In order to locate the findings relating to lesson design in a context I now present a very brief overview of the school’s mathematics department. This will then be followed by short biographies of the four participants involved in the research whose beliefs about teaching mathematics and lesson plans I discuss later
.
4.2.1 The Research School’s Mathematics Department.
The school’s mathematics department consists of 11 teachers, 8 females and 3 males (tables 3.3.1 and 4.2.2). Only two of the teachers have mathematics related degrees and 10 teachers are younger than 35 years of age. The
department has worked hard to increase the status of mathematics with parents, pupils and the wider community. In the last five years it has developed from being an inward looking department who found difficulties recruiting suitably qualified teachers to being a stable, fully staffed outward looking department engaging
161 with the wider aspects of the profession; such as initial teacher training (Roberts and Foster, 2015).
The participating school is an active member of the University Initial Teacher Training Partnership. Given the proximity of the school to the University and the fact that the school is actively involved with initial teacher training, at all levels, it is therefore not surprising that the vast majority of the mathematics teachers are post graduate alumni of the University. Surprisingly none of the eleven teachers were undergraduates at the University. It is also interesting to note that seven of the nine teachers needed to undertake a full-time 36 week mathematics
conversion course, prior to starting their teacher training as their degrees were deemed to contain insufficient mathematics.
4.2.2 Individual Participant Biographies
From the nine teachers involved in the research (table 4.2.2 – teacher F and K were not involved) five self-selecting participant teachers (teachers C, D, G, H and I) all had the same reason for wanting to be included in the classroom research. Each teacher was about to embark on the final third of their post graduate level qualification which involved a dissertation based on a classroom piece of research. All had recently studied the research methods module and had during their initial training course undertaken a small piece of classroom based research as part of the post graduate qualification. Since completing this research study all five teachers have successfully concluded their studies and gained a post graduate level qualification. Their mathematical backgrounds and teaching experience can be found in table 3.3.1.
At the time of the research all five members of staff taught classes across the years and attainment range. Eventually, by mutual consent of all involved, three teachers decided to commit to the classroom research. The classroom research used a class taught by two of these teachers. Professional biographies of these three teachers (Andy, Sarah and Tim pseudonyms) and my personal biography are included as a means of defining participants’ educational backgrounds and expertise. The biographies are also examples of the range of experiences and backgrounds of the participating teachers and how their views and beliefs have changed since gaining qualified teacher status.

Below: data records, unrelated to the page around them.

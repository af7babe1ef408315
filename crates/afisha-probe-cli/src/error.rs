//! Error types for the CLI

use thiserror::Error;

/// Result type for CLI operations
pub type CliResult<T> = Result<T, CliError>;

/// Errors that can occur in the CLI
#[derive(Debug, Error)]
pub enum CliError {
    /// Configuration error
    #[error("Configuration error: {message}")]
    Config {
        /// Error message
        message: String,
    },

    /// Invalid argument
    #[error("Invalid argument: {message}")]
    InvalidArgument {
        /// Error message
        message: String,
    },

    /// Some scenarios failed
    #[error("{failed} of {total} scenario(s) failed")]
    ScenariosFailed {
        /// Failed scenarios
        failed: usize,
        /// Scenarios run
        total: usize,
    },

    /// Built without a browser engine
    #[error("Browser unavailable: {message}")]
    BrowserUnavailable {
        /// Error message
        message: String,
    },

    /// IO error
    #[error("I/O error: {0}")]
    Io(#[from] std::io::Error),

    /// Probe library error
    #[error("Probe error: {0}")]
    Probe(#[from] afisha_probe::ProbeError),
}

impl CliError {
    /// Create a configuration error
    #[must_use]
    pub fn config(message: impl Into<String>) -> Self {
        Self::Config {
            message: message.into(),
        }
    }

    /// Create an invalid argument error
    #[must_use]
    pub fn invalid_argument(message: impl Into<String>) -> Self {
        Self::InvalidArgument {
            message: message.into(),
        }
    }
}

#[cfg(test)]
#[allow(clippy::unwrap_used, clippy::expect_used)]
mod tests {
    use super::*;
    use afisha_probe::ProbeError;

    #[test]
    fn test_config_error() {
        let err = CliError::config("bad config");
        assert!(err.to_string().contains("Configuration"));
        assert!(err.to_string().contains("bad config"));
    }

    #[test]
    fn test_invalid_argument_error() {
        let err = CliError::invalid_argument("no scenario matches 'x'");
        assert!(err.to_string().starts_with("Invalid argument"));
    }

    #[test]
    fn test_scenarios_failed() {
        let err = CliError::ScenariosFailed { failed: 2, total: 17 };
        assert_eq!(err.to_string(), "2 of 17 scenario(s) failed");
    }

    #[test]
    fn test_probe_error_from() {
        let err: CliError = ProbeError::assertion("mismatch").into();
        assert!(err.to_string().contains("mismatch"));
    }

    #[test]
    fn test_io_error_from() {
        let io_err = std::io::Error::new(std::io::ErrorKind::NotFound, "file not found");
        let cli_err: CliError = io_err.into();
        assert!(cli_err.to_string().contains("I/O"));
    }
}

162 The three selected teachers, who are representative of the department, are used as examples to demonstrate the differences in views and beliefs held by
departmental members. The three teachers had very different school mathematics experiences; this was due in part to the time when they were educated. The one teacher in the department (Tim) with a mathematics degree did not want to be fully involved in the classroom study, however he was happy to participate in a limited way such as being interviewed and providing lesson plans and a biography for analysis.
4.2.3 Biography – Andy
Andy, a mature career changer, qualified as a mathematics teacher six years ago after a very successful career in the music industry. He has a degree in theatre studies. As a direct result of his highest mathematics qualification being GCSE he was required to take a full-time mathematics course immediately prior to his teacher training course; he therefore took two years to qualify. On qualifying as a mathematics teacher his first post was a one year appointment in an academy which immediately preceded his current post in the research study school. Andy’s own mathematical experiences at school were during the period when public examinations included extended coursework tasks. These tasks were used to assess one component of the then newly introduced GCSE examination. Having completed his compulsory education at the age of sixteen he left school and began work only to return to part-time study for a degree.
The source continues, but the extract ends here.